**DATA TO PROCESS**
#[async_trait]
impl CampRepository for SqliteCampRepository {
    async fn create(&self, new_camp: &NewCamp, auth: &AuthContext) -> DomainResult<Camp> {
        let id = Uuid::new_v4();
        let now_str = Utc::now().to_rfc3339();
        let user_id_str = auth.user_id.to_string();
        let created_by_id_str = new_camp
            .created_by_user_id
            .map(|id| id.to_string())
            .unwrap_or_else(|| user_id_str.clone());

        query(
            r#"INSERT INTO camps (
                id, name, season, start_date, end_date, location, description,
                base_fee, capacity, status,
                created_at, updated_at, created_by_user_id, updated_by_user_id
            ) VALUES (?, ?, ?, ?, ?, ?, ?, ?, ?, ?, ?, ?, ?, ?)"#,
        )
        .bind(id.to_string())
        .bind(&new_camp.name)
        .bind(&new_camp.season)
        .bind(&new_camp.start_date)
        .bind(&new_camp.end_date)
        .bind(&new_camp.location)
        .bind(&new_camp.description)
        .bind(new_camp.base_fee.to_string())
        .bind(new_camp.capacity)
        .bind(new_camp.status.as_deref().unwrap_or("PLANNED"))
        .bind(&now_str)
        .bind(&now_str)
        .bind(&created_by_id_str)
        .bind(&user_id_str)
        .execute(&self.pool)
        .await
        .map_err(DbError::from)?;

        self.find_by_id(id).await
    }

    async fn update(
        &self,
        id: Uuid,
        update_data: &UpdateCamp,
        auth: &AuthContext,
    ) -> DomainResult<Camp> {
        let _current = self.find_by_id(id).await?;

        let now_str = Utc::now().to_rfc3339();
        let user_id_str = auth.user_id.to_string();

        let mut set_clauses: Vec<String> = Vec::new();
        let mut args = SqliteArguments::default();

        macro_rules! add_update {
            ($field:ident, $value:expr) => {
                if let Some(val) = $value {
                    set_clauses.push(format!("{} = ?", stringify!($field)));
                    let _ = args.add(val);
                }
            };
        }

        add_update!(name, &update_data.name);
        add_update!(season, &update_data.season);
        add_update!(start_date, &update_data.start_date);
        add_update!(end_date, &update_data.end_date);
        add_update!(location, &update_data.location);
        add_update!(description, &update_data.description);
        if let Some(base_fee) = update_data.base_fee {
            set_clauses.push("base_fee = ?".to_string());
            let _ = args.add(base_fee.to_string());
        }
        if let Some(capacity) = update_data.capacity {
            set_clauses.push("capacity = ?".to_string());
            let _ = args.add(capacity);
        }
        add_update!(status, &update_data.status);

        if set_clauses.is_empty() {
            return self.find_by_id(id).await;
        }

        set_clauses.push("updated_at = ?".to_string());
        let _ = args.add(&now_str);
        set_clauses.push("updated_by_user_id = ?".to_string());
        let _ = args.add(&user_id_str);

        let query_str = format!(
            "UPDATE camps SET {} WHERE id = ? AND deleted_at IS NULL",
            set_clauses.join(", ")
        );
        let _ = args.add(id.to_string());

        let result = sqlx::query_with(&query_str, args)
            .execute(&self.pool)
            .await
            .map_err(DbError::from)?;

        if result.rows_affected() == 0 {
            return Err(DomainError::EntityNotFound("Camp".to_string(), id));
        }

        self.find_by_id(id).await
    }

    async fn find_all(&self, params: PaginationParams) -> DomainResult<PaginatedResult<Camp>> {
        self.paginate_camps("deleted_at IS NULL", &[], params).await
    }

    async fn find_by_status(
        &self,
        status: &str,
        params: PaginationParams,
    ) -> DomainResult<PaginatedResult<Camp>> {
        self.paginate_camps(
            "deleted_at IS NULL AND status = ?",
            &[status.to_string()],
            params,
        )
        .await
    }

    async fn count_enrollments(&self, camp_id: Uuid) -> DomainResult<i64> {
        let count: i64 = query_scalar(
            r#"SELECT COUNT(*) FROM camp_enrollments
               WHERE camp_id = ? AND status = 'ACTIVE' AND deleted_at IS NULL"#,
        )
        .bind(camp_id.to_string())
        .fetch_one(&self.pool)
        .await
        .map_err(DbError::from)?;
        Ok(count)
    }

    async fn create_batch(
        &self,
        new_batch: &NewCampBatch,
        auth: &AuthContext,
    ) -> DomainResult<CampBatch> {
        let id = Uuid::new_v4();
        let now_str = Utc::now().to_rfc3339();
        let user_id_str = auth.user_id.to_string();
        let created_by_id_str = new_batch
            .created_by_user_id
            .map(|id| id.to_string())
            .unwrap_or_else(|| user_id_str.clone());

        query(
            r#"INSERT INTO camp_batches (
                id, camp_id, name, schedule_days, start_time, end_time, capacity, coach_name,
                created_at, updated_at, created_by_user_id, updated_by_user_id
            ) VALUES (?, ?, ?, ?, ?, ?, ?, ?, ?, ?, ?, ?)"#,
        )
        .bind(id.to_string())
        .bind(new_batch.camp_id.to_string())
        .bind(&new_batch.name)
        .bind(&new_batch.schedule_days)
        .bind(&new_batch.start_time)
        .bind(&new_batch.end_time)
        .bind(new_batch.capacity)
        .bind(&new_batch.coach_name)
        .bind(&now_str)
        .bind(&now_str)
        .bind(&created_by_id_str)
        .bind(&user_id_str)
        .execute(&self.pool)
        .await
        .map_err(DbError::from)?;

        self.find_batch_by_id(id).await
    }

    async fn update_batch(
        &self,
        batch_id: Uuid,
        update_data: &UpdateCampBatch,
        auth: &AuthContext,
    ) -> DomainResult<CampBatch> {
        let _current = self.find_batch_by_id(batch_id).await?;

        let now_str = Utc::now().to_rfc3339();
        let user_id_str = auth.user_id.to_string();

        let mut set_clauses: Vec<String> = Vec::new();
        let mut args = SqliteArguments::default();

        macro_rules! add_update {
            ($field:ident, $value:expr) => {
                if let Some(val) = $value {
                    set_clauses.push(format!("{} = ?", stringify!($field)));
                    let _ = args.add(val);
                }
            };
        }

        add_update!(name, &update_data.name);
        add_update!(schedule_days, &update_data.schedule_days);
        add_update!(start_time, &update_data.start_time);
        add_update!(end_time, &update_data.end_time);
        if let Some(capacity) = update_data.capacity {
            set_clauses.push("capacity = ?".to_string());
            let _ = args.add(capacity);
        }
        add_update!(coach_name, &update_data.coach_name);

        if set_clauses.is_empty() {
            return self.find_batch_by_id(batch_id).await;
        }

        set_clauses.push("updated_at = ?".to_string());
        let _ = args.add(&now_str);
        set_clauses.push("updated_by_user_id = ?".to_string());
        let _ = args.add(&user_id_str);

        let query_str = format!(
            "UPDATE camp_batches SET {} WHERE id = ? AND deleted_at IS NULL",
            set_clauses.join(", ")
        );
        let _ = args.add(batch_id.to_string());

        let result = sqlx::query_with(&query_str, args)
            .execute(&self.pool)
            .await
            .map_err(DbError::from)?;

        if result.rows_affected() == 0 {
            return Err(DomainError::EntityNotFound("CampBatch".to_string(), batch_id));
        }

        self.find_batch_by_id(batch_id).await
    }

    async fn find_batch_by_id(&self, batch_id: Uuid) -> DomainResult<CampBatch> {
        let row = query_as::<_, CampBatchRow>(
            "SELECT * FROM camp_batches WHERE id = ? AND deleted_at IS NULL",
        )
        .bind(batch_id.to_string())
        .fetch_optional(&self.pool)
        .await
        .map_err(DbError::from)?
        .ok_or_else(|| DomainError::EntityNotFound("CampBatch".to_string(), batch_id))?;

        Self::map_batch_row(row)
    }

    async fn find_batches_for_camp(&self, camp_id: Uuid) -> DomainResult<Vec<CampBatch>> {
        let rows = query_as::<_, CampBatchRow>(
            r#"SELECT * FROM camp_batches
               WHERE camp_id = ? AND deleted_at IS NULL
               ORDER BY start_time ASC, name ASC"#,
        )
        .bind(camp_id.to_string())
        .fetch_all(&self.pool)
        .await
        .map_err(DbError::from)?;

        rows.into_iter().map(Self::map_batch_row).collect()
    }

    async fn soft_delete_batch(&self, batch_id: Uuid, auth: &AuthContext) -> DomainResult<()> {
        let now_str = Utc::now().to_rfc3339();

        let result = query(
            "UPDATE camp_batches SET deleted_at = ?, deleted_by_user_id = ? WHERE id = ? AND deleted_at IS NULL"
        )
        .bind(now_str)
        .bind(auth.user_id.to_string())
        .bind(batch_id.to_string())
        .execute(&self.pool)
        .await
        .map_err(DbError::from)?;

        if result.rows_affected() == 0 {
            Err(DomainError::EntityNotFound("CampBatch".to_string(), batch_id))
        } else {
            Ok(())
        }
    }

    async fn count_batch_enrollments(&self, batch_id: Uuid) -> DomainResult<i64> {
        let count: i64 = query_scalar(
            r#"SELECT COUNT(*) FROM camp_enrollments
               WHERE batch_id = ? AND status = 'ACTIVE' AND deleted_at IS NULL"#,
        )
        .bind(batch_id.to_string())
        .fetch_one(&self.pool)
        .await
        .map_err(DbError::from)?;
        Ok(count)
    }
}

**EXERCISE INSTRUCTIONS**
Where does the word "ACTIVE" appear in the listing? List each line that holds it.

**ANSWER SPACE**
               WHERE camp_id = ? AND status = 'ACTIVE' AND deleted_at IS NULL"#,
               WHERE batch_id = ? AND status = 'ACTIVE' AND deleted_at IS NULL"#,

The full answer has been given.